Published online Aug 6, 2014. doi: 10.4292/wjgpt.v5.i3.148
Revised: April 24, 2014
Accepted: May 31, 2014
Published online: August 6, 2014
Processing time: 265 Days and 22 Hours
Feed intolerance in the setting of critical illness is associated with higher morbidity and mortality, and thus requires promptly and effective treatment. Prokinetic agents are currently considered as the first-line therapy given issues relating to parenteral nutrition and post-pyloric placement. Currently, the agents of choice are erythromycin and metoclopramide, either alone or in combination, which are highly effective with relatively low incidence of cardiac, hemodynamic or neurological adverse effects. Diarrhea, however, can occur in up to 49% of patients who are treated with the dual prokinetic therapy, which is not associated with Clostridium difficile infection and settled soon after the cessation of the drugs. Hence, the use of prokinetic therapy over a long period or for prophylactic purpose must be avoided, and the indication for ongoing use of the drug(s) must be reviewed frequently. Second line therapy, such as total parenteral nutrition and post-pyloric feeding, must be considered once adverse effects relating the prokinetic therapy develop.

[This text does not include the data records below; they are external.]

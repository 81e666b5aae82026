mod common;

use common::{LoginMode, MockEcpp, TOKEN};
use ecpp_assistant::remote::{
    BusinessSenderFields, EcppClient, EcppOperations, SenderSearch, SenderSummary,
};
use ecpp_assistant::EcppError;
use serde_json::json;

fn acme_fields() -> BusinessSenderFields {
    serde_json::from_value(common::business_sender_arguments()).unwrap()
}

async fn logged_in(mock: MockEcpp) -> (EcppClient, MockEcpp) {
    let base = mock.clone().spawn().await;
    let client = EcppClient::new(&base);
    client.login("alice", "secret").await.unwrap();
    (client, mock)
}

#[tokio::test]
async fn test_login_stores_token_from_json_cookie() {
    let mock = MockEcpp::default();
    let base = mock.clone().spawn().await;
    let client = EcppClient::new(&base);

    let profile = client.login("alice", "secret").await.unwrap();

    assert_eq!(client.session().token(), TOKEN);
    assert_eq!(profile.username, "alice");
    assert_eq!(profile.display_name, "Alice Tan");
    assert_eq!(profile.partner, "EMQ");
    assert_eq!(profile.roles, vec!["maker", "viewer"]);

    let login = &mock.requests_to("/auth/login")[0];
    assert_eq!(login.method, "POST");
    assert_eq!(
        login.body,
        json!({"username": "alice", "password": "secret", "admin": false})
    );

    let authenticate = &mock.requests_to("/auth/authenticate")[0];
    assert_eq!(authenticate.body, json!({"emqsess": TOKEN}));

    let me = &mock.requests_to("/auth/me")[0];
    assert_eq!(me.method, "GET");
    assert_eq!(me.body, json!({"emqsess": TOKEN}));
}

#[tokio::test]
async fn test_login_falls_back_to_set_cookie_header() {
    let mock = MockEcpp {
        login_mode: LoginMode::SetCookieHeader,
        ..MockEcpp::default()
    };
    let base = mock.clone().spawn().await;
    let client = EcppClient::new(&base);

    client.login("alice", "secret").await.unwrap();
    assert_eq!(client.session().token(), "fromheader");
}

#[tokio::test]
async fn test_login_without_cookie_is_auth_error() {
    let mock = MockEcpp {
        login_mode: LoginMode::NoCookie,
        ..MockEcpp::default()
    };
    let base = mock.clone().spawn().await;
    let client = EcppClient::new(&base);

    let err = client.login("alice", "wrong").await.unwrap_err();
    assert!(matches!(err, EcppError::Auth(_)));
    assert!(!client.session().is_authenticated());
    assert!(mock.requests_to("/auth/authenticate").is_empty());
}

#[tokio::test]
async fn test_login_without_user_data_keeps_session_empty() {
    let mock = MockEcpp {
        authenticate_response: json!({"status": {"code": 401, "message": "expired"}}),
        ..MockEcpp::default()
    };
    let base = mock.clone().spawn().await;
    let client = EcppClient::new(&base);

    let err = client.login("alice", "secret").await.unwrap_err();
    assert_eq!(err, EcppError::Auth("no user data".to_string()));
    assert_eq!(client.session().token(), "");
}

#[tokio::test]
async fn test_search_without_login_makes_no_request() {
    let mock = MockEcpp::default();
    let base = mock.clone().spawn().await;
    let client = EcppClient::new(&base);

    let err = client.search_senders("Acme").await.unwrap_err();
    assert_eq!(err, EcppError::Unauthenticated);
    assert!(mock.requests().is_empty());
}

#[tokio::test]
async fn test_search_sends_token_and_preserves_order() {
    let (client, mock) = logged_in(MockEcpp::default()).await;

    let first = client.search_senders("Acme").await.unwrap();
    let second = client.search_senders("Acme").await.unwrap();
    assert_eq!(first, second);
    assert_eq!(
        first,
        SenderSearch::Found(vec![
            SenderSummary::Business {
                company_name: "Acme Ltd".into()
            },
            SenderSummary::Individual {
                last_name: "Tan".into(),
                first_name: "Mei".into()
            },
        ])
    );

    let search = &mock.requests_to("/senders/search")[0];
    assert_eq!(search.authorization.as_deref(), Some(TOKEN));
    assert_eq!(
        search.body,
        json!({
            "page": 1,
            "name": "Acme",
            "recipient_name": "",
            "page_size": 20,
            "include_recipeint": false
        })
    );
}

#[tokio::test]
async fn test_search_empty_and_missing_data() {
    let (client, _) = logged_in(MockEcpp {
        search_response: json!({"status": {"code": 200}, "data": {"senders": []}}).to_string(),
        ..MockEcpp::default()
    })
    .await;
    assert_eq!(
        client.search_senders("Nobody").await.unwrap(),
        SenderSearch::Found(vec![])
    );

    let (client, _) = logged_in(MockEcpp {
        search_response: json!({"status": {"code": 404, "message": "missing"}}).to_string(),
        ..MockEcpp::default()
    })
    .await;
    assert_eq!(
        client.search_senders("Nobody").await.unwrap(),
        SenderSearch::NoData {
            status_code: Some("404".into())
        }
    );
}

#[tokio::test]
async fn test_search_unparsable_body_is_parse_error() {
    let html = format!("<html>{}</html>", "x".repeat(200));
    let (client, _) = logged_in(MockEcpp {
        search_response: html.clone(),
        ..MockEcpp::default()
    })
    .await;

    match client.search_senders("Acme").await.unwrap_err() {
        EcppError::Parse { raw_prefix, .. } => {
            assert_eq!(raw_prefix, html.chars().take(100).collect::<String>());
        }
        other => panic!("unexpected error: {:?}", other),
    }
}

#[tokio::test]
async fn test_create_business_sender() {
    let (client, mock) = logged_in(MockEcpp::default()).await;

    let created = client.create_business_sender(&acme_fields()).await.unwrap();
    assert_eq!(created, "Acme Ltd");

    let request = &mock.requests_to("/senders/business")[0];
    assert_eq!(request.authorization.as_deref(), Some(TOKEN));
    assert_eq!(request.body["segment"], "business");
    assert_eq!(request.body["country"], "SG");
    assert_eq!(request.body["mobile_number"], "+6591234567");
}

#[tokio::test]
async fn test_create_business_sender_duplicate_is_remote_error() {
    let (client, _) = logged_in(MockEcpp {
        create_response: json!({"status": {"code": 400, "message": "duplicate registration"}}),
        ..MockEcpp::default()
    })
    .await;

    let err = client.create_business_sender(&acme_fields()).await.unwrap_err();
    assert_eq!(err, EcppError::Remote("duplicate registration".into()));
}

#[tokio::test]
async fn test_list_created_reviews() {
    let (client, mock) = logged_in(MockEcpp::default()).await;

    let batches = client.list_created_reviews().await.unwrap();
    assert_eq!(batches.len(), 2);
    assert_eq!(batches[0].batch_id, "B-1001");
    assert_eq!(batches[0].exchange_amount, "1500");
    assert_eq!(batches[1].exchange_amount, "25.5");
    assert_eq!(batches[1].checker, "carol");

    let request = &mock.requests_to("/transfer-batch/created-by-you")[0];
    assert_eq!(
        request.body,
        json!({"page_number": 0, "status": -1, "business_type": "all"})
    );
}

Core tip: Feed intolerance during critical illness must be promptly recognized and treated due to the associated morbidity and mortality. The current first line treatment for feed intolerance is prokinetic therapy with erythromycin and metoclopramide (alone or in combination), which are highly effective and free of significant adverse effects. Although diarrhoea occurs commonly after combination prokinetic therapy, it is not associated with Clostridium difficile colitis and settled shortly after stopping the treatment. The use of prokinetic therapy over a long period or for prophylactic purpose, therefore, must be avoided and the indication for ongoing use of the drug(s) should be frequently reviewed.